The Polish government's new law bars restitution to Holocaust survivors, part of a trend erasing any Polish responsibility for what happened to Jews during the war.


By Mark Wilf, chair of the board of trustees of the Jewish Federations of North America

"This summer, the government of Poland passed legislation curbing the rights of Holocaust survivors and their families. Shockingly, the law is set to take effect Thursday on Yom Kippur, the holiest day of the Jewish calendar.

For Polish survivors and their descendants, who have sought justice for decades over the wrongful seizure of their property, this is a massive blow.

For Jews, the High Holy Days are a time to remember the lessons of the past, recognize injustices and seek to correct them. Jewish tradition understands that this requires an honest study of the past and a commitment to seeking justice.

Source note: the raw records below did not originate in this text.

#![forbid(unsafe_code)]

//! The paging controller.
//!
//! [`PagingController`] owns the adapter, the page window, and the scroll
//! position, and drives the gesture state machine, the virtualization engine,
//! and the scroll animator from host callbacks.
//!
//! # Host Callbacks
//!
//! | Callback | Effect |
//! |----------|--------|
//! | [`PagingController::set_container_width`] | First layout, then resizes |
//! | [`PagingController::on_pointer_event`] | Drag, catch, release |
//! | [`PagingController::on_frame`] | Advances a settle |
//! | [`PagingController::notify_adapter_changed`] | Revalidates against new data |
//! | [`PagingController::attach`] / [`PagingController::detach`] | Reset transient gesture state |
//!
//! After each callback the host reads [`PagingController::scroll_offset`]
//! and applies it to its visual scroll position.
//!
//! # Current and Selected
//!
//! The *current* index anchors the page window. While dragging or settling it
//! follows the page nearest to the scroll position, and the window is
//! repopulated whenever it moves. The *selected* index is the last index
//! announced through [`PageChangeListener::on_page_selected`]; it only
//! changes on commit: a non-animated jump, the end of a settle, or an
//! adapter change.
//!
//! # Failure Modes
//!
//! A [`PagerError::ConsistencyViolation`] poisons the controller: every later
//! call returns the same error. [`PagerError::Adapter`] is returned after the
//! call has otherwise completed; the controller stays usable.

use std::fmt;
use std::time::Duration;

use pagewise_core::animation::EasingFn;
use pagewise_core::{PointerEvent, PointerEventKind};
#![forbid(unsafe_code)]

//! Log capture for assertions on emitted `tracing` events.

use std::collections::HashMap;
use std::fmt;
use std::sync::{Arc, Mutex, OnceLock};

use tracing::Level;
use tracing_subscriber::EnvFilter;
use tracing_subscriber::layer::SubscriberExt;

/// Install a fmt subscriber filtered by `RUST_LOG` (default `warn`) that
/// writes through the test harness. Calling it more than once is harmless.
pub fn init_test_logging() {
    static INIT: OnceLock<()> = OnceLock::new();
    INIT.get_or_init(|| {
        let filter = EnvFilter::try_from_default_env().unwrap_or_else(|_| EnvFilter::new("warn"));
        let _ = tracing_subscriber::fmt()
            .with_env_filter(filter)
            .with_test_writer()
            .try_init();
    });
}

/// A captured event.
#[derive(Debug, Clone)]
pub struct CapturedEvent {
    /// Event level.
    pub level: Level,
    /// Event message.
    pub message: String,
    /// Structured fields other than the message, formatted.
    pub fields: HashMap<String, String>,
}

/// Captured events, readable after the capture closure returns.
#[derive(Debug, Clone, Default)]
pub struct CaptureHandle {
    events: Arc<Mutex<Vec<CapturedEvent>>>,
}

impl CaptureHandle {
    /// Everything captured.
    #[must_use]
    pub fn events(&self) -> Vec<CapturedEvent> {
        self.events.lock().map(|e| e.clone()).unwrap_or_default()
    }

    /// Events at exactly `level`.
    #[must_use]
    pub fn at_level(&self, level: Level) -> Vec<CapturedEvent> {
        self.events()
            .into_iter()
            .filter(|e| e.level == level)
            .collect()
    }

    /// Whether an event whose message contains `needle` was captured.
    #[must_use]
    pub fn contains(&self, needle: &str) -> bool {
        self.events().iter().any(|e| e.message.contains(needle))
    }
}

struct EventCapture {
    events: Arc<Mutex<Vec<CapturedEvent>>>,
}

#[derive(Default)]
struct FieldVisitor {
    message: String,
    fields: HashMap<String, String>,
}

impl tracing::field::Visit for FieldVisitor {
    fn record_debug(&mut self, field: &tracing::field::Field, value: &dyn fmt::Debug) {
        if field.name() == "message" {
            self.message = format!("{value:?}");
        } else {
            self.fields
                .insert(field.name().to_string(), format!("{value:?}"));
        }
    }

    fn record_str(&mut self, field: &tracing::field::Field, value: &str) {
        if field.name() == "message" {
            self.message = value.to_string();
        } else {
            self.fields
                .insert(field.name().to_string(), value.to_string());
        }
    }
}

impl<S: tracing::Subscriber> tracing_subscriber::Layer<S> for EventCapture {
    fn on_event(
        &self,
        event: &tracing::Event<'_>,
        _ctx: tracing_subscriber::layer::Context<'_, S>,
    ) {
        let mut visitor = FieldVisitor::default();
        event.record(&mut visitor);
        if let Ok(mut events) = self.events.lock() {
            events.push(CapturedEvent {
                level: *event.metadata().level(),
                message: visitor.message,
                fields: visitor.fields,
            });
        }
    }
}

/// Run `f` with every `tracing` event on this thread captured.
pub fn with_captured_logs<R>(f: impl FnOnce() -> R) -> (R, CaptureHandle) {
    let handle = CaptureHandle::default();
    let layer = EventCapture {
        events: Arc::clone(&handle.events),
    };
    let subscriber = tracing_subscriber::registry().with(layer);
    let out = tracing::subscriber::with_default(subscriber, f);
    (out, handle)
}

// ---------------------------------------------------------------------------
// Tests
// ---------------------------------------------------------------------------
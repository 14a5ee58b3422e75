#![forbid(unsafe_code)]

//! Vector-backed adapter with failure injection.
//!
//! [`VecAdapter`] keeps a list of items with stable ids and uses the id as
//! the page handle, so revalidation sees exactly the moves and removals a
//! host list would produce. Every lifecycle call is logged as an
//! [`AdapterCall`] and the set of live handles is tracked, so tests can
//! check that nothing leaks.

use std::collections::{BTreeMap, BTreeSet};

use pagewise::{AdapterError, ItemPosition, PageAdapter};

/// One lifecycle call received by the adapter.
#[derive(Debug, Clone, Copy, PartialEq, Eq)]
pub enum AdapterCall {
    /// `begin_update`.
    Begin,
    /// Successful `instantiate` of an index.
    Instantiate(usize),
    /// Successful `destroy` of an index.
    Destroy(usize),
    /// `set_primary` for an index.
    Primary(usize),
    /// `finish_update`.
    Finish,
}

/// An item in the list.
#[derive(Debug, Clone, Copy, PartialEq)]
struct Item {
    id: u64,
    width: f32,
}

/// List-backed [`PageAdapter`] whose handles are item ids.
#[derive(Debug, Default)]
pub struct VecAdapter {
    items: Vec<Item>,
    next_id: u64,
    live: BTreeMap<u64, usize>,
    calls: Vec<AdapterCall>,
    fail_instantiate: BTreeSet<usize>,
    fail_destroy: BTreeSet<usize>,
    reported_count: Option<usize>,
    primary: Option<usize>,
    saved: Option<Vec<u8>>,
    in_update: bool,
}

impl VecAdapter {
    /// Adapter with `count` full-width items.
    #[must_use]
    pub fn new(count: usize) -> Self {
        let mut adapter = Self::default();
        for _ in 0..count {
            adapter.push();
        }
        adapter
    }

    fn fresh(&mut self) -> Item {
        let item = Item {
            id: self.next_id,
            width: 1.0,
        };
        self.next_id += 1;
        item
    }

    /// Append an item. Returns its id.
    pub fn push(&mut self) -> u64 {
        let item = self.fresh();
        self.items.push(item);
        item.id
    }

    /// Insert an item at `index`. Returns its id.
    pub fn insert(&mut self, index: usize) -> u64 {
        let item = self.fresh();
        self.items.insert(index.min(self.items.len()), item);
        item.id
    }

    /// Remove the item at `index`.
    pub fn remove(&mut self, index: usize) -> Option<u64> {
        (index < self.items.len()).then(|| self.items.remove(index).id)
    }

    /// Move the item at `from` to `to`.
    pub fn move_item(&mut self, from: usize, to: usize) {
        if from < self.items.len() {
            let item = self.items.remove(from);
            self.items.insert(to.min(self.items.len()), item);
        }
    }

    /// Replace the item at `index` with a new one. Returns the new id.
    pub fn replace(&mut self, index: usize) -> Option<u64> {
        if index >= self.items.len() {
            return None;
        }
        let item = self.fresh();
        self.items[index] = item;
        Some(item.id)
    }

    /// Keep only the first `len` items.
    pub fn truncate(&mut self, len: usize) {
        self.items.truncate(len);
    }

    /// Set the width fraction of the item at `index`.
    pub fn set_width(&mut self, index: usize, width: f32) {
        if let Some(item) = self.items.get_mut(index) {
            item.width = width;
        }
    }

    /// Make `instantiate(index)` fail until cleared.
    pub fn fail_instantiate(&mut self, index: usize) {
        self.fail_instantiate.insert(index);
    }

    /// Make `destroy(index)` fail until cleared.
    pub fn fail_destroy(&mut self, index: usize) {
        self.fail_destroy.insert(index);
    }

    /// Stop injecting failures.
    pub fn clear_failures(&mut self) {
        self.fail_instantiate.clear();
        self.fail_destroy.clear();
    }

    /// Report `count` from [`PageAdapter::count`] without changing the items
    /// or notifying anyone.
    pub fn set_count_silently(&mut self, count: usize) {
        self.reported_count = Some(count);
    }

    /// Number of items.
    #[must_use]
    pub fn len(&self) -> usize {
        self.items.len()
    }

    /// Whether the list is empty.
    #[must_use]
    pub fn is_empty(&self) -> bool {
        self.items.is_empty()
    }

    /// Id of the item at `index`.
    #[must_use]
    pub fn id_at(&self, index: usize) -> Option<u64> {
        self.items.get(index).map(|item| item.id)
    }

    /// Ids of instantiated, not yet destroyed pages.
    #[must_use]
    pub fn live_ids(&self) -> Vec<u64> {
        self.live.keys().copied().collect()
    }

    /// Index passed to the last `set_primary` call.
    #[must_use]
    pub fn primary(&self) -> Option<usize> {
        self.primary
    }

    /// Blob received by the last `restore_state`.
    #[must_use]
    pub fn restored(&self) -> Option<&[u8]> {
        self.saved.as_deref()
    }

    /// Set the blob returned by `save_state`.
    pub fn set_saved(&mut self, blob: Vec<u8>) {
        self.saved = Some(blob);
    }

    /// Lifecycle calls received so far.
    #[must_use]
    pub fn calls(&self) -> &[AdapterCall] {
        &self.calls
    }

    /// Drain the call log.
    pub fn take_calls(&mut self) -> Vec<AdapterCall> {
        std::mem::take(&mut self.calls)
    }

    /// Whether a begin/finish bracket is open.
    #[must_use]
    pub fn in_update(&self) -> bool {
        self.in_update
    }
}

impl PageAdapter for VecAdapter {
    type Handle = u64;

    fn count(&self) -> usize {
        self.reported_count.unwrap_or(self.items.len())
    }

    fn instantiate(&mut self, index: usize) -> Result<u64, AdapterError> {
        if self.fail_instantiate.contains(&index) {
            return Err(AdapterError::new(format!("injected instantiate failure at {index}")));
        }
        let id = self
            .id_at(index)
            .ok_or_else(|| AdapterError::new(format!("no item at {index}")))?;
        if self.live.insert(id, index).is_some() {
            return Err(AdapterError::new(format!("item {id} is already live")));
        }
        self.calls.push(AdapterCall::Instantiate(index));
        Ok(id)
    }

    fn destroy(&mut self, index: usize, handle: &u64) -> Result<(), AdapterError> {
        if self.fail_destroy.contains(&index) {
            return Err(AdapterError::new(format!("injected destroy failure at {index}")));
        }
        if self.live.remove(handle).is_none() {
            return Err(AdapterError::new(format!("item {handle} is not live")));
        }
        self.calls.push(AdapterCall::Destroy(index));
        Ok(())
    }

    fn position_of(&self, handle: &u64) -> ItemPosition {
        match self.items.iter().position(|item| item.id == *handle) {
            Some(index) => ItemPosition::Moved(index),
            None => ItemPosition::Removed,
        }
    }

    fn width_fraction(&self, index: usize) -> f32 {
        self.items.get(index).map_or(1.0, |item| item.width)
    }

    fn begin_update(&mut self) {
        self.in_update = true;
        self.calls.push(AdapterCall::Begin);
    }

    fn finish_update(&mut self) {
        self.in_update = false;
        self.calls.push(AdapterCall::Finish);
    }

    fn set_primary(&mut self, index: usize, _handle: Option<&u64>) {
        self.primary = Some(index);
        self.calls.push(AdapterCall::Primary(index));
    }

    fn save_state(&self) -> Option<Vec<u8>> {
        self.saved.clone()
    }

    fn restore_state(&mut self, state: &[u8]) {
        self.saved = Some(state.to_vec());
    }
}

// ---------------------------------------------------------------------------
// Tests
// ---------------------------------------------------------------------------

#[cfg(test)]
mod tests {
    use super::*;

    #[test]
    fn ids_are_stable_across_edits() {
        let mut adapter = VecAdapter::new(3);
        let first = adapter.id_at(0).expect("item");
        let inserted = adapter.insert(0);
        assert_ne!(inserted, first);
        assert_eq!(adapter.position_of(&first), ItemPosition::Moved(1));
        adapter.remove(1);
        assert_eq!(adapter.position_of(&first), ItemPosition::Removed);
    }

    #[test]
    fn live_set_tracks_lifecycle() {
        let mut adapter = VecAdapter::new(2);
        let id = adapter.instantiate(1).expect("instantiate");
        assert_eq!(adapter.live_ids(), vec![id]);
        assert!(adapter.instantiate(1).is_err(), "double instantiate");
        adapter.destroy(1, &id).expect("destroy");
        assert!(adapter.live_ids().is_empty());
        assert!(adapter.destroy(1, &id).is_err(), "double destroy");
    }

    #[test]
    fn injected_failures() {
        let mut adapter = VecAdapter::new(2);
        adapter.fail_instantiate(0);
        assert!(adapter.instantiate(0).is_err());
        adapter.clear_failures();
        assert!(adapter.instantiate(0).is_ok());
        adapter.set_count_silently(9);
        assert_eq!(adapter.count(), 9);
        assert_eq!(adapter.len(), 2);
    }
}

The new Polish law does just the opposite, foreclosing any current or potential claims that Jews and non-Jews have to property that was first expropriated during the Holocaust and then nationalized during the communist era that followed. For Polish survivors and their descendants, who have sought justice for decades over the wrongful seizure of their property, this is a massive blow.

Leaders of many countries recognize that this is a reprehensible action on the part of Poland and have offered strong criticism. Here in the United States, Secretary of State Antony Blinken expressed his deep “regret” at the law, urging changes and saying it “will harm all Polish citizens whose property was unjustly taken, including that of Polish Jews who were victims of the Holocaust.” On Capitol Hill, a bipartisan group of congressional leaders has called for scrapping the law.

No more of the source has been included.